知的財産権、具体的にはどんなもの?占い師の仕事と関わりがあるの?②

 知的財産権、具体的にはどんな法律なのでしょうか。これらは占いの仕事と関わりがあるのでしょうか。

 前回は太字までを書きました。

  • 特許権……登録後20年

  • 実用新案権……登録後10年

  • 意匠権……登録後25年(2020年3月31日以前の出願は登録から20年)

  • 商標権……登録後10年

  • 著作権……創作時から著者死後70年(登録の必要なし)

  • 不正競争の防止……永続。なんらかの登録の必要なし

  • 育成者権……登録後25年。樹木は30年

  • 地理的表示法……登録後、取り消されない限り存続

  • 回路配置利用権……登録後10年

  • 商号……商号を取り消すまで永続

 で、この続きをやっていきますが、著作権だけが長くなりそうな気がするので、著作権以外のことを今回はお話していきます。

 なお、ここで挙げるものは、現在の法律等各サイトを調べて書いている内容です。確実性を求めるのであれば、弁護士さんや弁理士さんに直接ご相談いただければと思います。

不正競争の防止……不正競争とは

 不正競争を防ぐために、不正競争防止法というものが制定されています。
 これは「ズルや悪さをしないで、正しく商売や取引をして、同業者同士で切磋琢磨しましょうね」という目的で決めた法律なのです。

第一条 この法律は、事業者間の公正な競争及びこれに関する国際約束の的確な実施を確保するため、不正競争の防止及び不正競争に係る損害賠償に関する措置等を講じ、もって国民経済の健全な発展に寄与することを目的とする。

不正競争防止法 第一条より

 不正競争とは、簡単にいいますと、以下のようなことになります。

・世の中に広く知られている商品・表示・商標・名前と同じ表示をした別の商品・表示・商標・名前等、もしくは激似な表示をした別の商品・表示・商標・名前等を直接相手に売ったり譲ったりする。売買や譲渡のために、仕入れたり、相手に引き渡したり、輸入・輸出したり、展示したり、直接ネット等のメディアで告知したりする。(第二条1号)
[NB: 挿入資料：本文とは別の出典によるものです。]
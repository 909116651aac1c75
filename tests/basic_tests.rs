use chef_menu::about;
use chef_menu::config::ConfigData;
use chef_menu::menu::Course;
use chef_menu::state::State;
use chef_menu::util::{format_price, resolve_config_path, CONFIG_FILE_NAME};
use chef_menu::Price;
use std::path::PathBuf;

#[test]
fn test_config_data_default() {
    let config = ConfigData::default();

    assert_eq!(config.default_course, Course::Starters);
    assert_eq!(config.filter_course, Course::Starters);
    assert_eq!(config.currency_symbol, "R");
    assert_eq!(config.currency_code, "ZAR");
}

#[test]
fn test_course_display() {
    assert_eq!(format!("{}", Course::Starters), "Starters");
    assert_eq!(format!("{}", Course::Mains), "Mains");
    assert_eq!(format!("{}", Course::Dessert), "Dessert");
}

#[test]
fn test_course_order_and_default() {
    assert_eq!(Course::ALL, [Course::Starters, Course::Mains, Course::Dessert]);
    // The add form preselects Starters
    assert_eq!(Course::default(), Course::Starters);
}

#[test]
fn test_state_enum() {
    let screens = [
        State::Initialising,
        State::Home,
        State::ManageMenu,
        State::FilterMenu,
        State::About,
    ];

    for (i, a) in screens.iter().enumerate() {
        for (j, b) in screens.iter().enumerate() {
            assert_eq!(i == j, a == b, "{:?} vs {:?}", a, b);
        }
    }
}

#[test]
fn test_format_price() {
    assert_eq!(format_price("R", Price::from_cents(2500)), "R25.00");
    assert_eq!(format_price("R", Price::from_cents(7)), "R0.07");
    assert_eq!(format_price("$", Price::ZERO), "$0.00");
}

#[test]
fn test_resolve_config_path() {
    // An explicit path always wins
    let custom = PathBuf::from("/tmp/my_menu_prefs.json");
    assert_eq!(resolve_config_path(Some(custom.clone())), custom);

    let default = resolve_config_path(None);
    assert_eq!(
        default.file_name().and_then(|name| name.to_str()),
        Some(CONFIG_FILE_NAME)
    );
}

#[test]
fn test_about_text() {
    let lines = about::about();
    assert!(!lines.is_empty());
    assert!(lines.iter().any(|line| line.contains(env!("CARGO_PKG_VERSION"))));
}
・世の中に広く知られている商品等と同じ表示をした商品・表示・商標・名前等、もしくは激似な表示をした商品・表示・商標・名前等を「自分の商品」や「自分の商品の表示」「自分の名前(商号)」「自分の商標」として使用する。直接相手に売ったり譲ったりするだけじゃなく、輸入・輸出したり、展示したり、直接ネット等のメディアで告知したりする。(第二条2号)

・他人が作った商品のコピーを、直接相手に売る、譲る、レンタルする。そのための展示や、輸入・輸出もする(第二条3号)

・マニュアルやノウハウ、顧客情報などの会社の営業情報や技術情報(データも含む)を、不正(ウソをついてだまし取る、勝手に持っていく、強要して奪い取る)に入手して、勝手に自分で使ったり、第三者に明け渡す。勝手に情報や秘密を公開する。
業務委託等、就業でもらった社外秘の営業情報や技術情報を、情報元の会社の損害を与える目的(売上が下がる、会社の評価が下がるなど)や不正な利益(情報をあたかも自分の力で手に入れたものにして、利用して売上をあげる……など)のために使う。
会社と関わりのない部外者が、本来社外秘だった営業情報や技術情報を誰かから受け取り、自分の私利私欲のため、情報元の会社の損害を与える目的や不正な利益のために使う。
会社が業務委託等で明け渡した、社外秘の営業情報や技術情報のうち、仕事上公に使用・開示を許していない情報を、会社と関わりのない部外者(その情報でどうにかしたいとは思っていない)が受け取り情報を使用・開示する。これは、部外者が情報を受けとった経緯が不正かどうかは関係なし。(第二条4〜10号)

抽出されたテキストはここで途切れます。